When You Do Layoffs, Don't Keep Clones and Avoid "Homosocial Reproduction"...

Why I Can't Spend More Than 5 Seconds With Your Resume...

When I read about the sometimes shoddy treatment of candidates (all of us who recruit want to do better, by the way), sometimes I have to sigh.  After all, managing touchpoints on candidiates used to be a lot simpler.  Back before we had this little thing called the Internet.

You know the Internet.  Al Gore invented it, Google perfected it. 

There's a reason why I can't spend more than 5-10 seconds on a glance at a resume when it comes intoHands_in_monitor our shop.  It's because the Internet has made applying for a job such a comodity play for candidates that they can literally apply for 100 jobs a day if they desire.  It's a double edged sword of course - the same technology that allows candidates to spam away has also dropped my cost per hire dramatically.

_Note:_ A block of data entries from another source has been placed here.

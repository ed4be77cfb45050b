mod cli;

#[tokio::main]
async fn main() -> anyhow::Result<()> {
    tracing_subscriber::fmt()
        .with_env_filter(
            tracing_subscriber::EnvFilter::try_from_default_env()
                .unwrap_or_else(|_| "nearcast=info".into()),
        )
        .init();

    cli::run().await
}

From Jay Bhatti's Blog at Fast Company:

In 2002 the PEW Internet Project reported that 52 million Americans used the Internet to search for a job, a 60% increase from 2000. By 2007, that number had nearly doubled with approximately 102 million or 51% of American adults using the Internet to look at job postings. Given a new resource to look at online resumes this behavioral trend has benefited HR Personal and Recruiters as well. With a viable new resource, the implications of online job hunting have meant more than just a decrease in newspaper ads and help wanted signs.

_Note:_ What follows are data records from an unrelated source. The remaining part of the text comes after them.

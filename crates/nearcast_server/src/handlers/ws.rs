use crate::handlers::entity::GatewayState;
use axum::{
    extract::{
        ws::{Message, WebSocket, WebSocketUpgrade},
        Path, State,
    },
    http::StatusCode,
    response::{IntoResponse, Response},
};
use futures::{SinkExt, StreamExt};
use nearcast_core::store::next_connection_id;
use nearcast_core::{ClientChannel, ConnectionId, Entity, UserFilter};
use std::sync::atomic::{AtomicU64, Ordering};
use std::sync::Arc;
use tokio::sync::mpsc;
use tracing::{debug, error, info, warn};

/// Depth of the per-connection outbound queue; newest messages are dropped
/// once it is full.
const OUTBOUND_QUEUE_DEPTH: usize = 100;

/// Server ping cadence on the data socket.
const PING_PERIOD: tokio::time::Duration = tokio::time::Duration::from_secs(54);

/// The outbound half of one data socket. `write` is called by the plane
/// fan-out under a read lock, so it only ever enqueues; the writer task
/// drains the queue onto the socket.
pub struct WsChannel {
    id: ConnectionId,
    entity: Arc<Entity>,
    tx: mpsc::Sender<Vec<u8>>,
    dropped: AtomicU64,
}

impl WsChannel {
    fn new(entity: Arc<Entity>) -> (Arc<Self>, mpsc::Receiver<Vec<u8>>) {
        let (tx, rx) = mpsc::channel(OUTBOUND_QUEUE_DEPTH);
        (
            Arc::new(WsChannel {
                id: next_connection_id(),
                entity,
                tx,
                dropped: AtomicU64::new(0),
            }),
            rx,
        )
    }

    /// Messages dropped on queue overflow.
    pub fn dropped(&self) -> u64 {
        self.dropped.load(Ordering::Relaxed)
    }
}

impl ClientChannel for WsChannel {
    fn id(&self) -> ConnectionId {
        self.id
    }

    fn entity(&self) -> Arc<Entity> {
        self.entity.clone()
    }

    fn write(&self, payload: &[u8]) {
        if self.tx.try_send(payload.to_vec()).is_err() {
            self.dropped.fetch_add(1, Ordering::Relaxed);
            debug!("data socket queue full, message dropped");
        }
    }
}

/// GET /api/v1/entity/{tokenid}/data — upgrade to the data WebSocket.
pub async fn data_socket(
    State(state): State<GatewayState>,
    Path(token): Path<String>,
    ws: WebSocketUpgrade,
) -> Response {
    let entity = match state.endpoint.get_entity(&token).await {
        Ok(entity) => entity,
        Err(e) => {
            warn!("data socket rejected: {e}");
            return StatusCode::NOT_FOUND.into_response();
        }
    };
    info!("opening data channel for token={token}");
    ws.on_upgrade(move |socket| handle_data_socket(socket, entity, token))
        .into_response()
}

async fn handle_data_socket(socket: WebSocket, entity: Arc<Entity>, token: String) {
    let (mut ws_tx, mut ws_rx) = socket.split();

    let (channel, mut outbound) = WsChannel::new(entity.clone());
    let conn: Arc<dyn ClientChannel> = channel.clone();

    // one driver per session; a second data socket on the same token has
    // no driver to feed and is closed immediately
    let Some(_driver) = entity.subscription().start(conn) else {
        warn!("data socket already open for token={token}");
        let _ = ws_tx.send(Message::Close(None)).await;
        return;
    };

    // Writer: drain the outbound queue, batching whatever is pending into
    // a single JSON array frame, and ping on a timer.
    let writer = tokio::spawn(async move {
        let mut ping = tokio::time::interval(PING_PERIOD);
        ping.tick().await; // immediate first tick
        loop {
            tokio::select! {
                maybe = outbound.recv() => {
                    let Some(first) = maybe else { break };
                    let mut frame = Vec::with_capacity(first.len() + 2);
                    frame.push(b'[');
                    frame.extend_from_slice(&first);
                    while let Ok(next) = outbound.try_recv() {
                        frame.push(b',');
                        frame.extend_from_slice(&next);
                    }
                    frame.push(b']');
                    let text = String::from_utf8_lossy(&frame).into_owned();
                    if ws_tx.send(Message::Text(text.into())).await.is_err() {
                        break;
                    }
                }
                _ = ping.tick() => {
                    if ws_tx.send(Message::Ping(Vec::new().into())).await.is_err() {
                        break;
                    }
                }
            }
        }
    });

    // Reader: each inbound text frame is a UserFilter for the driver.
    while let Some(msg) = ws_rx.next().await {
        match msg {
            Ok(Message::Text(text)) => match serde_json::from_str::<UserFilter>(&text) {
                Ok(filter) => entity.subscription().set_user_filter(filter),
                Err(e) => debug!("ignoring unparseable filter: {e}"),
            },
            Ok(Message::Close(_)) => {
                debug!("client closed data socket for token={token}");
                break;
            }
            Ok(_) => {}
            Err(e) => {
                error!("data socket error for token={token}: {e}");
                break;
            }
        }
    }

    // socket gone: stop the driver (which releases both planes) and the
    // writer with it
    entity.subscription().stop();
    writer.abort();
    if channel.dropped() > 0 {
        debug!(
            "data socket for token={token} dropped {} messages on overflow",
            channel.dropped()
        );
    }
    info!("closed data channel for token={token}");
}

Among the many upsides of online recruitment are cost and reach. An SHRM study noted that the average cost per hire from an Internet recruiting strategy was $377 opposed to $3,295 from a major metro newspaper. With career and social networking sites such as Monster, Careerfinder, and LinkedIn supplying thousands of resumes in any number of occupations, recruiters now have access to a significantly larger pool of qualified candidates to pull from.

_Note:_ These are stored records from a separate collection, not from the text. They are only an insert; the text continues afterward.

//! Simulator context: the same gateway surface, but every real client is
//! surrounded by synthetic peers — one per neighboring cell of its
//! covering — whose positions are broadcast alongside the client's own.
//! Runs over the in-memory backends, so a single process demonstrates the
//! full fan-out path with no Redis and no peers.

use async_trait::async_trait;
use nearcast_core::{
    center_location, Activity, Cell, ClientChannel, ClientId, Context, CoreError, Entity, Group,
    TokenId, Topology, UserData,
};
use std::collections::HashMap;
use std::sync::{Arc, Weak};
use tokio::sync::Mutex;
use tracing::debug;

pub struct SimContext {
    topology: Topology,
    groups: Vec<Group>,
    /// Synthetic peers per real session, rebuilt on every cell change.
    peers: Mutex<HashMap<TokenId, Vec<Arc<Entity>>>>,
    me: Weak<SimContext>,
}

impl SimContext {
    pub fn new(topology: Topology) -> Arc<Self> {
        Arc::new_cyclic(|me| SimContext {
            topology,
            groups: vec![Group::new("gorilla-racing", "Gorillas")],
            peers: Mutex::new(HashMap::new()),
            me: me.clone(),
        })
    }

    /// One synthetic entity per covering cell other than the occupied one.
    /// Peer positions are synthesized directly from cell centers; their
    /// subscription drivers never run.
    fn make_peers(&self, cell: &Cell) -> Vec<Arc<Entity>> {
        let ctx: Arc<dyn Context> = self.me.upgrade().expect("simulator context alive");
        cell.cell_group()
            .iter()
            .filter(|cell_id| **cell_id != cell.cell_id())
            .map(|cell_id| {
                let mut peer_cell = Cell::new(cell.config().clone());
                peer_cell.update(*cell_id);
                Entity::new(
                    ctx.clone(),
                    ClientId::random(),
                    TokenId::random(),
                    peer_cell,
                )
            })
            .collect()
    }

    /// Broadcast each peer's cell-center position.
    async fn broadcast_peers(&self, token_id: TokenId) {
        let peers = match self.peers.lock().await.get(&token_id) {
            Some(peers) => peers.clone(),
            None => return,
        };
        let now = chrono::Utc::now().timestamp();
        for peer in peers {
            let mut loc = center_location(peer.cell_id());
            loc.timestamp = now;
            let data = UserData {
                client_id: peer.client_id().to_string(),
                location: loc,
            };
            match serde_json::to_vec(&data) {
                Ok(message) => {
                    if let Err(e) = self.topology.broadcast(&peer, &message).await {
                        debug!("peer broadcast failed: {e}");
                    }
                }
                Err(e) => debug!("peer payload marshalling failed: {e}"),
            }
        }
    }
}

#[async_trait]
impl Context for SimContext {
    fn topology(&self) -> &Topology {
        &self.topology
    }

    async fn create_token(&self, client_id: ClientId) -> Result<TokenId, CoreError> {
        self.topology.create_token(client_id).await
    }

    async fn create_entity(
        self: Arc<Self>,
        token_id: TokenId,
        _user_agent: u8,
    ) -> Result<Arc<Entity>, CoreError> {
        let client_id = self.topology.resolve(token_id).await?;
        let cell = self.topology.make_cell();
        let groups = self.groups.clone();
        let ctx: Arc<dyn Context> = self;
        let entity = Entity::new(ctx, client_id, token_id, cell);
        entity.set_groups(groups);
        Ok(entity)
    }

    async fn resolve(&self, token_id: TokenId) -> Result<ClientId, CoreError> {
        self.topology.resolve(token_id).await
    }

    async fn subscribe_to_cell(
        &self,
        conn: &Arc<dyn ClientChannel>,
        cell: &Cell,
    ) -> Result<(), CoreError> {
        let token_id = conn.entity().token_id();
        self.peers
            .lock()
            .await
            .insert(token_id, self.make_peers(cell));
        self.topology.subscribe_to_cell(conn, cell).await
    }

    async fn subscribe_to_group(
        &self,
        conn: &Arc<dyn ClientChannel>,
        group_id: &str,
    ) -> Result<(), CoreError> {
        self.topology.subscribe_to_group(conn, group_id, true).await
    }

    async fn unsubscribe_from_groups(
        &self,
        conn: &Arc<dyn ClientChannel>,
    ) -> Result<(), CoreError> {
        self.topology.unsubscribe_from_groups(conn).await
    }

    async fn unsubscribe(&self, conn: &Arc<dyn ClientChannel>) -> Result<(), CoreError> {
        self.peers.lock().await.remove(&conn.entity().token_id());
        self.topology.unsubscribe(conn).await
    }

    async fn standby(&self, entity: &Entity, _message: &[u8]) -> Result<(), CoreError> {
        self.broadcast_peers(entity.token_id()).await;
        Ok(())
    }

    async fn broadcast(&self, entity: &Entity, message: &[u8]) -> Result<(), CoreError> {
        self.topology.broadcast(entity, message).await?;
        self.broadcast_peers(entity.token_id()).await;
        Ok(())
    }

    async fn get_data(&self, token_id: TokenId) -> Result<Activity, CoreError> {
        // the simulator archives nothing; the track reads back empty
        let client_id = self.topology.resolve(token_id).await?;
        Ok(Activity::new(client_id))
    }
}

As tradeoffs go, the online job hunting trend we've all experienced as recruiters and HR pros is a pretty good one.  I'll gladly trade the reduction in cost per hire for the flood of resumes, especially since technology exists (the old ATS..) to help you deal with the onslaught.

Still, the HR pro in me wishes there was time to help those who will never hear from you due to the volume.  The best you can do in today's environment is to write a rejection note that displays more compassion than the others the candidate will receive.

That's employment branding in an Internet-driven recruiting world.  Play on...

Comments

Meg Bear

The technologist in me can't stop myself from asking what exactly you would do for a candidate before (when you had less of them)? Would you coach them? Or just be nicer in blowing them off. Serious question even if it somehow sounds caddy.

- Meg

Bill

How does the technology handle the flood of resumes? Is it excluding candidates from making it to the door?

KD

Hi Meg -

More time means more conversations with borderline candidates. You know what happens when you have those conversations? You find out things about them behaviorally that make you understand that you can place them in jobs where they aren't the perfect fit. The volume play that is the online recruiting play has stripped us of that opportunity. Too bad, because we were more of an artist back when that was possible.

Bill - The technology enables me to look at 12-15 resumes a minute if I want to. The ATS solutions allow you to go to resume view and go to the next one without going down an unproductive click path. You still get to the front door with me, but instead of me opening the door to greet you, I'm peeking through the peephole for 3 seconds.

KD

NicholsonSHERI

One knows that modern life seems to be not cheap, nevertheless some people need cash for various issues and not every one gets enough cash. Hence to get fast loan or secured loan would be a proper way out.

The comments to this entry are closed.